The 2004 Games have evoked Olympics memories that transported me back twenty-five years to my only trip to Greece. It included a stop at a hallowed site: Olympia with its artifacts of the ancient Games.

It looked to me in 1979 as it did on TV this August, when the Greek hosts of 2004 scheduled one event in Olympia for a link-up to symbolically span more than 3,000 years. Ironically, the event at Olympia was the shot put, a competition that was not part of the early Games. Fans wandered the area during the shot put-- the one event where no ticket was needed for admission.

Twenty-three years earlier, another Olympics captured the public's imagination at a time when no Olympiad was scheduled. It came from the showing of the film, Chariots of Fire, a fictional look at the Games of 1924.

I saw it at a benefit showing for the Oregon Track Club. What I'll not forget is how track fans at the theatre-- in Eugene, of all places-- cheered for the Britishers against the Americans. The Britishers were a Scotsman and an English Jew, stars of the film's story. They took the measure of an international field that included U.S. sprinters-- among them the man still remembered by grey-thatched fans as that day's fastest man in the world, Charlie Paddock. The film took the measure of all others by winning the 1981 Academy Award for best picture.


It was a revelation to theatregoers that principle-- that of a runner choosing to keep the Sabbath-- could come between a man and a chance at a gold medal. Just because the film's year was 1924, does not mean high finance in athletics-- so evident today-- was absent. Sir John Gielgud, the only name actor in the film, spoke prejudice when informed student runner, Harold Abrahams, was son of a Jewish financier. "Oh, a money-lender," he commented.

There was no sign of today's omnipresent Nike symbol at the movie's Olympic track field in Paris. Only a billboard that reminded: "Lipton's, Direct from the Tea Garden to the Tea Pot."
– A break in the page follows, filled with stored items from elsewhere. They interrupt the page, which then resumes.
//! Lifecycle configuration.
//!
//! # Responsibility
//! - Hold tunables for the recycle-bin lifecycle.
//! - Parse human-entered retention durations (`30d`, `12h`, `90m`, `45s`).
//!
//! # Invariants
//! - The retention window is always strictly positive.

use once_cell::sync::Lazy;
use regex::Regex;
use std::error::Error;
use std::fmt::{Display, Formatter};

pub const MS_PER_SECOND: i64 = 1_000;
pub const MS_PER_MINUTE: i64 = 60 * MS_PER_SECOND;
pub const MS_PER_HOUR: i64 = 60 * MS_PER_MINUTE;
pub const MS_PER_DAY: i64 = 24 * MS_PER_HOUR;

/// Default recycle-bin retention.
pub const DEFAULT_RETENTION_DAYS: i64 = 30;

static DURATION_RE: Lazy<Regex> =
    Lazy::new(|| Regex::new(r"^\s*(\d{1,9})\s*([dhms])\s*$").expect("valid duration regex"));

#[derive(Debug, Clone, PartialEq, Eq)]
pub enum ConfigError {
    InvalidDuration(String),
    NonPositiveRetention(i64),
}

impl Display for ConfigError {
    fn fmt(&self, f: &mut Formatter<'_>) -> std::fmt::Result {
        match self {
            Self::InvalidDuration(value) => write!(
                f,
                "invalid retention window `{value}`; expected <number><d|h|m|s>, e.g. 30d"
            ),
            Self::NonPositiveRetention(ms) => {
                write!(f, "retention window must be positive, got {ms}ms")
            }
        }
    }
}

impl Error for ConfigError {}

/// Tunables for `LifecycleManager`.
#[derive(Debug, Clone, Copy, PartialEq, Eq)]
pub struct LifecycleConfig {
    retention_window_ms: i64,
}

impl Default for LifecycleConfig {
    fn default() -> Self {
        Self {
            retention_window_ms: DEFAULT_RETENTION_DAYS * MS_PER_DAY,
        }
    }
}

impl LifecycleConfig {
    /// Builds a config with an explicit retention window in milliseconds.
    pub fn with_retention_ms(retention_window_ms: i64) -> Result<Self, ConfigError> {
        if retention_window_ms <= 0 {
            return Err(ConfigError::NonPositiveRetention(retention_window_ms));
        }
        Ok(Self {
            retention_window_ms,
        })
    }

    pub fn with_retention_days(days: i64) -> Result<Self, ConfigError> {
        Self::with_retention_ms(days.saturating_mul(MS_PER_DAY))
    }

    pub fn retention_window_ms(&self) -> i64 {
        self.retention_window_ms
    }
}

/// Parses a retention window such as `30d` into milliseconds.
pub fn parse_retention_window(value: &str) -> Result<i64, ConfigError> {
    let caps = DURATION_RE
        .captures(value)
        .ok_or_else(|| ConfigError::InvalidDuration(value.to_string()))?;
    let amount: i64 = caps[1]
        .parse()
        .map_err(|_| ConfigError::InvalidDuration(value.to_string()))?;
    let unit = match &caps[2] {
        "d" => MS_PER_DAY,
        "h" => MS_PER_HOUR,
        "m" => MS_PER_MINUTE,
        _ => MS_PER_SECOND,
    };
    let window = amount.saturating_mul(unit);
    if window <= 0 {
        return Err(ConfigError::NonPositiveRetention(window));
    }
    Ok(window)
}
There was sudden recognition of long-gone styles in clothes, cars and music for Len Casanova, Oregon Rose Bowl football coach. Cas, who lived through five more Olympiads before his life ended in his 90s, told me, "It hasn't been too long ago for some of us to remember." Sure enough, one of the double winners in those '24 Games was a man familiar to many who later saw him in movies of the 1940s, swinging on vines as Tarzan of the Apes. Johnny Weismuller won gold in the 100 and 400 swimming events. He was upstaged in the medal count by the world's dominant distance runner, Finland's Paavo Nurmi, who won gold in the 1,500, 5,000 and 10,000.

Women were on the fringe of competition in '24. They finally ran track events four years later in Amsterdam, when an American, Betty Robinson, became the first woman ever to win gold in track.
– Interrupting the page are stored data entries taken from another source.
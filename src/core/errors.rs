use thiserror::Error;

pub type VaultSyncResult<T> = Result<T, VaultSyncError>;

#[derive(Debug, Error)]
pub enum VaultSyncError {
    #[error("encryption key not loaded")]
    KeyUnavailable,
    #[error("invalid key material")]
    InvalidKey,
    #[error("crypto operation failed")]
    Crypto,
    #[error("decryption failed")]
    DecryptionFailed,
    #[error("version conflict")]
    VersionConflict,
    #[error("transport error: {0}")]
    Transport(String),
    #[error("chunk transfer aborted: {0}")]
    ChunkTransferAborted(String),
    #[error("item not found")]
    NotFound,
    #[error("serialization failed")]
    Serialization,
    #[error("storage operation failed")]
    Storage,
}

impl VaultSyncError {
    /// Version conflicts are an expected sync outcome; they are routed to
    /// the conflict queue instead of being surfaced as failures.
    pub fn is_version_conflict(&self) -> bool {
        matches!(self, Self::VersionConflict)
    }
}

impl From<chacha20poly1305::aead::Error> for VaultSyncError {
    fn from(_: chacha20poly1305::aead::Error) -> Self {
        Self::Crypto
    }
}

impl From<serde_json::Error> for VaultSyncError {
    fn from(_: serde_json::Error) -> Self {
        Self::Serialization
    }
}

impl From<base64::DecodeError> for VaultSyncError {
    fn from(_: base64::DecodeError) -> Self {
        Self::Serialization
    }
}

impl From<sqlx::Error> for VaultSyncError {
    fn from(_: sqlx::Error) -> Self {
        Self::Storage
    }
}

impl From<reqwest::Error> for VaultSyncError {
    fn from(err: reqwest::Error) -> Self {
        Self::Transport(err.without_url().to_string())
    }
}
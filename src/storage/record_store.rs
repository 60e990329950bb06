use async_trait::async_trait;
use uuid::Uuid;

use crate::core::{
    errors::VaultSyncResult,
    models::{SecretRecord, SyncStatus},
};

pub const SYNC_CURSOR_KEY: &str = "lastSyncTime";

/// Persistent keyed store of secret records and sync metadata.
///
/// Every mutation is durable before the call returns; a subsequent read
/// never observes a partial write. The store does not serialize writers
/// itself — the sync engine's cycle guard provides single-writer
/// discipline for sync-driven mutations.
#[async_trait]
pub trait SecretStore: Send + Sync {
    async fn init(&self) -> VaultSyncResult<()>;

    async fn add(&self, record: &SecretRecord) -> VaultSyncResult<()>;
    /// Upsert keyed by `local_id`.
    async fn put(&self, record: &SecretRecord) -> VaultSyncResult<()>;
    async fn delete(&self, local_id: Uuid) -> VaultSyncResult<()>;

    async fn get(&self, local_id: Uuid) -> VaultSyncResult<Option<SecretRecord>>;
    async fn get_by_server_id(&self, server_id: &str) -> VaultSyncResult<Option<SecretRecord>>;

    /// Records visible to the UI: everything except tombstones.
    async fn list_active(&self) -> VaultSyncResult<Vec<SecretRecord>>;
    async fn query_by_sync_status(&self, status: SyncStatus)
    -> VaultSyncResult<Vec<SecretRecord>>;
    /// Pending and deleted records in stable iteration order, for the push
    /// phase.
    async fn list_unsynced(&self) -> VaultSyncResult<Vec<SecretRecord>>;
    async fn unsynced_count(&self) -> VaultSyncResult<usize>;

    async fn sync_cursor(&self) -> VaultSyncResult<Option<String>>;
    async fn set_sync_cursor(&self, value: &str) -> VaultSyncResult<()>;
}
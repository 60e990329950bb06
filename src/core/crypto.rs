use base64::{Engine, engine::general_purpose::STANDARD};
use chacha20poly1305::{
    ChaCha20Poly1305, Key, Nonce,
    aead::{Aead, KeyInit},
};
use rand::RngCore;
use zeroize::Zeroize;

use crate::core::errors::{VaultSyncError, VaultSyncResult};

pub const KEY_SIZE: usize = 32;
pub const NONCE_SIZE: usize = 12;

pub fn generate_key() -> [u8; KEY_SIZE] {
    let mut key = [0u8; KEY_SIZE];
    rand::rng().fill_bytes(&mut key);
    key
}

/// Encrypts a raw byte buffer and returns `nonce || ciphertext`.
///
/// Every call draws a fresh random nonce; callers encrypting several
/// fields of one record get independent nonces per field.
pub fn encrypt_bytes(key_bytes: &[u8; KEY_SIZE], plaintext: &[u8]) -> VaultSyncResult<Vec<u8>> {
    let mut nonce = [0u8; NONCE_SIZE];
    rand::rng().fill_bytes(&mut nonce);

    let key = Key::from_slice(key_bytes);
    let cipher = ChaCha20Poly1305::new(key);
    let ciphertext = cipher.encrypt(Nonce::from_slice(&nonce), plaintext)?;

    let mut combined = Vec::with_capacity(NONCE_SIZE + ciphertext.len());
    combined.extend_from_slice(&nonce);
    combined.extend_from_slice(&ciphertext);
    Ok(combined)
}

/// Decrypts a `nonce || ciphertext` buffer produced by [`encrypt_bytes`].
/// A truncated buffer or a failed authentication tag surfaces as
/// [`VaultSyncError::DecryptionFailed`], never as garbage plaintext.
pub fn decrypt_bytes(key_bytes: &[u8; KEY_SIZE], data: &[u8]) -> VaultSyncResult<Vec<u8>> {
    if data.len() <= NONCE_SIZE {
        return Err(VaultSyncError::DecryptionFailed);
    }
    let (nonce, ciphertext) = data.split_at(NONCE_SIZE);

    let key = Key::from_slice(key_bytes);
    let cipher = ChaCha20Poly1305::new(key);
    cipher
        .decrypt(Nonce::from_slice(nonce), ciphertext)
        .map_err(|_| VaultSyncError::DecryptionFailed)
}

/// Encrypts a text field into a base64 string of `nonce || ciphertext`.
pub fn encrypt_field(key_bytes: &[u8; KEY_SIZE], plaintext: &str) -> VaultSyncResult<String> {
    let combined = encrypt_bytes(key_bytes, plaintext.as_bytes())?;
    Ok(STANDARD.encode(combined))
}

pub fn decrypt_field(key_bytes: &[u8; KEY_SIZE], ciphertext: &str) -> VaultSyncResult<String> {
    let combined = STANDARD
        .decode(ciphertext.as_bytes())
        .map_err(|_| VaultSyncError::DecryptionFailed)?;
    let mut plaintext = decrypt_bytes(key_bytes, &combined)?;
    let text = String::from_utf8(plaintext.clone()).map_err(|_| VaultSyncError::DecryptionFailed);
    plaintext.zeroize();
    text
}

pub fn zeroize_vec(buffer: &mut Vec<u8>) {
    buffer.zeroize();
}
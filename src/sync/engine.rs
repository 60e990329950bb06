use std::collections::BTreeMap;
use std::sync::{Arc, Mutex, PoisonError};

use base64::{Engine, engine::general_purpose::STANDARD};
use chrono::Utc;
use secrecy::{ExposeSecret, SecretString};
use tokio::sync::{Mutex as AsyncMutex, broadcast, mpsc, watch};
use tracing::{debug, warn};
use uuid::Uuid;

use crate::core::{
    chunks, crypto,
    errors::{VaultSyncError, VaultSyncResult},
    keys::KeyChain,
    models::{DecryptedSecret, NewSecret, SecretRecord, SyncStatus},
};
use crate::remote::api::{
    CreateSecretRequest, FinalizeChunkedUploadRequest, InitChunkedUploadRequest, RemoteApi,
    SecretWire, UpdateSecretRequest, UploadChunkRequest,
};
use crate::storage::record_store::SecretStore;
use crate::sync::conflicts::{Conflict, ConflictChoice, ConflictQueue, ConflictReason};
use crate::sync::triggers::RemoteChange;

#[derive(Debug, Clone, Copy, PartialEq, Eq)]
pub enum SyncState {
    Idle,
    Syncing,
    Error,
}

#[derive(Debug, Clone, Copy, PartialEq, Eq)]
pub enum SyncOutcome {
    /// A cycle ran to completion.
    Completed {
        pushed: usize,
        pulled: usize,
        open_conflicts: usize,
    },
    /// The readiness guard or the reentrancy guard declined the cycle.
    Skipped,
}

/// Published on the engine's broadcast channel so the surrounding UI can
/// present notifications without the engine knowing how.
#[derive(Debug, Clone)]
pub enum EngineEvent {
    SyncStarted,
    SyncCompleted {
        pushed: usize,
        pulled: usize,
        open_conflicts: usize,
    },
    SyncFailed {
        message: String,
    },
    ConflictDetected {
        server_id: String,
    },
    ConflictResolved {
        server_id: String,
    },
    ConflictViewOpened,
}

/// Local-first synchronization engine.
///
/// Owns the record store, the remote seam, the session key chain and the
/// conflict queue. All sync-driven store mutations happen inside a single
/// cycle at a time; the cycle mutex is the reentrancy guard and `try_lock`
/// on it makes overlapping triggers collapse into one running cycle.
pub struct SyncEngine<S, R> {
    store: S,
    remote: R,
    keys: Arc<KeyChain>,
    state_tx: watch::Sender<SyncState>,
    online_tx: watch::Sender<bool>,
    reachable_tx: watch::Sender<bool>,
    pending_tx: watch::Sender<usize>,
    events_tx: broadcast::Sender<EngineEvent>,
    cycle: AsyncMutex<()>,
    conflicts: Mutex<ConflictQueue>,
    pub(crate) realtime_tx: mpsc::UnboundedSender<RemoteChange>,
    pub(crate) realtime_rx: Mutex<Option<mpsc::UnboundedReceiver<RemoteChange>>>,
}

struct CycleSummary {
    pushed: usize,
    pulled: usize,
}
Competitors have grown bigger, stronger and faster with the passing years. But one wonders what it might have been like for Abrahams, Paddock and
Liddell-- the Scotsman who would not run on the Sabbath-- if they'd had starting blocks instead of having to dig starting slots with small spatulas; or if they had run on smooth, modern surfaces instead of cinder and granulated brick.
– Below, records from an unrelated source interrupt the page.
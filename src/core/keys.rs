use std::sync::{PoisonError, RwLock};

use base64::{Engine, engine::general_purpose::STANDARD};
use secrecy::{ExposeSecret, SecretString};
use zeroize::Zeroize;

use crate::core::{
    crypto::{self, KEY_SIZE},
    errors::{VaultSyncError, VaultSyncResult},
};

/// In-memory slot for the session's symmetric key.
///
/// The key is never persisted by this crate; it arrives from the key
/// material provider as an opaque exportable string and is dropped on
/// [`KeyChain::clear`]. Ciphertext at rest is meaningless without it.
#[derive(Default)]
pub struct KeyChain {
    key: RwLock<Option<[u8; KEY_SIZE]>>,
}

impl KeyChain {
    pub fn new() -> Self {
        Self::default()
    }

    /// Generates a fresh random key and returns it in exportable form.
    pub fn generate_exportable() -> SecretString {
        let mut key = crypto::generate_key();
        let exported = STANDARD.encode(key);
        key.zeroize();
        SecretString::new(exported.into_boxed_str())
    }

    pub fn import(&self, exported: &SecretString) -> VaultSyncResult<()> {
        let mut decoded = STANDARD
            .decode(exported.expose_secret().as_bytes())
            .map_err(|_| VaultSyncError::InvalidKey)?;
        if decoded.len() != KEY_SIZE {
            decoded.zeroize();
            return Err(VaultSyncError::InvalidKey);
        }

        let mut key = [0u8; KEY_SIZE];
        key.copy_from_slice(&decoded);
        decoded.zeroize();

        let mut slot = self.key.write().unwrap_or_else(PoisonError::into_inner);
        if let Some(previous) = slot.as_mut() {
            previous.zeroize();
        }
        *slot = Some(key);
        Ok(())
    }

    pub fn export(&self) -> VaultSyncResult<SecretString> {
        let slot = self.key.read().unwrap_or_else(PoisonError::into_inner);
        let key = slot.as_ref().ok_or(VaultSyncError::KeyUnavailable)?;
        Ok(SecretString::new(STANDARD.encode(key).into_boxed_str()))
    }

    pub fn current(&self) -> VaultSyncResult<[u8; KEY_SIZE]> {
        let slot = self.key.read().unwrap_or_else(PoisonError::into_inner);
        slot.ok_or(VaultSyncError::KeyUnavailable)
    }

    pub fn is_loaded(&self) -> bool {
        self.key
            .read()
            .unwrap_or_else(PoisonError::into_inner)
            .is_some()
    }

    pub fn clear(&self) {
        let mut slot = self.key.write().unwrap_or_else(PoisonError::into_inner);
        if let Some(key) = slot.as_mut() {
            key.zeroize();
        }
        *slot = None;
    }
}
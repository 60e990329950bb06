use std::collections::BTreeMap;

use async_trait::async_trait;
use chrono::{DateTime, Utc};
use serde::{Deserialize, Serialize};

use crate::core::errors::VaultSyncResult;

/// A secret as the remote authority serializes it. `binary_data` is only
/// present when the payload is small enough to travel inline; for larger
/// attachments sync responses carry `binary_data_size` instead, signalling
/// a chunked download.
#[derive(Debug, Clone, Serialize, Deserialize)]
pub struct SecretWire {
    pub id: String,
    pub login: String,
    pub password: String,
    #[serde(default, skip_serializing_if = "Option::is_none")]
    pub metadata: Option<BTreeMap<String, String>>,
    #[serde(default, skip_serializing_if = "Option::is_none")]
    pub binary_data: Option<String>,
    #[serde(default, skip_serializing_if = "Option::is_none")]
    pub binary_data_size: Option<i64>,
    pub version: i64,
    pub created_at: DateTime<Utc>,
    pub updated_at: DateTime<Utc>,
    #[serde(default, skip_serializing_if = "Option::is_none")]
    pub deleted_at: Option<DateTime<Utc>>,
}

#[derive(Debug, Clone, Serialize, Deserialize)]
pub struct CreateSecretRequest {
    pub login: String,
    pub password: String,
    pub metadata: BTreeMap<String, String>,
    #[serde(skip_serializing_if = "Option::is_none")]
    pub binary_data: Option<String>,
}

/// Update carries the caller's current `version` as the optimistic
/// precondition; the server answers 409 when it has moved on.
#[derive(Debug, Clone, Serialize, Deserialize)]
pub struct UpdateSecretRequest {
    pub login: String,
    pub password: String,
    pub metadata: BTreeMap<String, String>,
    #[serde(skip_serializing_if = "Option::is_none")]
    pub binary_data: Option<String>,
    pub version: i64,
}

#[derive(Debug, Clone, Serialize, Deserialize)]
pub struct SyncResponse {
    pub secrets: Vec<SecretWire>,
    pub server_time: String,
}

#[derive(Debug, Clone, Serialize, Deserialize)]
#[serde(rename_all = "camelCase")]
pub struct InitChunkedUploadRequest {
    pub total_chunks: usize,
    pub total_size: u64,
    pub metadata: BTreeMap<String, String>,
}

#[derive(Debug, Clone, Serialize, Deserialize)]
#[serde(rename_all = "camelCase")]
pub struct InitChunkedUploadResponse {
    pub upload_id: String,
    pub secret_id: String,
}

/// `data` is the base64 encoding of the raw chunk bytes.
#[derive(Debug, Clone, Serialize, Deserialize)]
#[serde(rename_all = "camelCase")]
pub struct UploadChunkRequest {
    pub upload_id: String,
    pub chunk_index: usize,
    pub total_chunks: usize,
    pub data: String,
}

#[derive(Debug, Clone, Serialize, Deserialize)]
#[serde(rename_all = "camelCase")]
pub struct UploadChunkResponse {
    pub chunk_index: usize,
    pub received: bool,
}

#[derive(Debug, Clone, Serialize, Deserialize)]
#[serde(rename_all = "camelCase")]
pub struct FinalizeChunkedUploadRequest {
    pub upload_id: String,
    pub login: String,
    pub password: String,
    pub metadata: BTreeMap<String, String>,
    #[serde(skip_serializing_if = "Option::is_none")]
    pub version: Option<i64>,
}

#[derive(Debug, Clone, Serialize, Deserialize)]
#[serde(rename_all = "camelCase")]
pub struct DownloadChunkResponse {
    pub chunk_index: usize,
    pub data: String,
    pub total_chunks: usize,
}

/// The remote authority as the sync engine sees it. Implementations carry
/// their own authentication; a version-conflict response must surface as
/// [`crate::core::errors::VaultSyncError::VersionConflict`], distinct from
/// transport failures.
#[async_trait]
pub trait RemoteApi: Send + Sync {
    async fn create_secret(&self, request: &CreateSecretRequest) -> VaultSyncResult<SecretWire>;
    async fn get_secret(&self, id: &str) -> VaultSyncResult<SecretWire>;
    async fn update_secret(
        &self,
        id: &str,
        request: &UpdateSecretRequest,
    ) -> VaultSyncResult<SecretWire>;
    async fn delete_secret(&self, id: &str) -> VaultSyncResult<()>;

    /// Server changes since `since` (the persisted sync cursor); `None`
    /// requests the full history.
    async fn sync_since(&self, since: Option<&str>) -> VaultSyncResult<SyncResponse>;

    async fn init_chunked_upload(
        &self,
        request: &InitChunkedUploadRequest,
    ) -> VaultSyncResult<InitChunkedUploadResponse>;
    async fn upload_chunk(
        &self,
        secret_id: &str,
        request: &UploadChunkRequest,
    ) -> VaultSyncResult<UploadChunkResponse>;
    async fn finalize_chunked_upload(
        &self,
        secret_id: &str,
        request: &FinalizeChunkedUploadRequest,
    ) -> VaultSyncResult<SecretWire>;
    async fn download_chunk(
        &self,
        secret_id: &str,
        chunk_index: usize,
    ) -> VaultSyncResult<DownloadChunkResponse>;
}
Rick Bay, Oregon director of athletics at the time, saw an earlier showing of the movie in San Francisco, and had urged me to see it. "It's a
wonderful fantasy about many of the good things we've known in amateur sport," Rick told me. "You'll especially like the musical score." Composer of the music, which also was an Oscar winner, was Vangelis, known by his distinctive Greek name. As one with Greek roots, I two decades later urged the Athens Olympics Committee to use Chariots of Fire, composed by a Hellene, as theme music for their opening ceremony. "Oxi" (no), was the answer from a committee creative enough to have one event at the original site in Olympia, which belied its response to me: "We want to be more contemporary."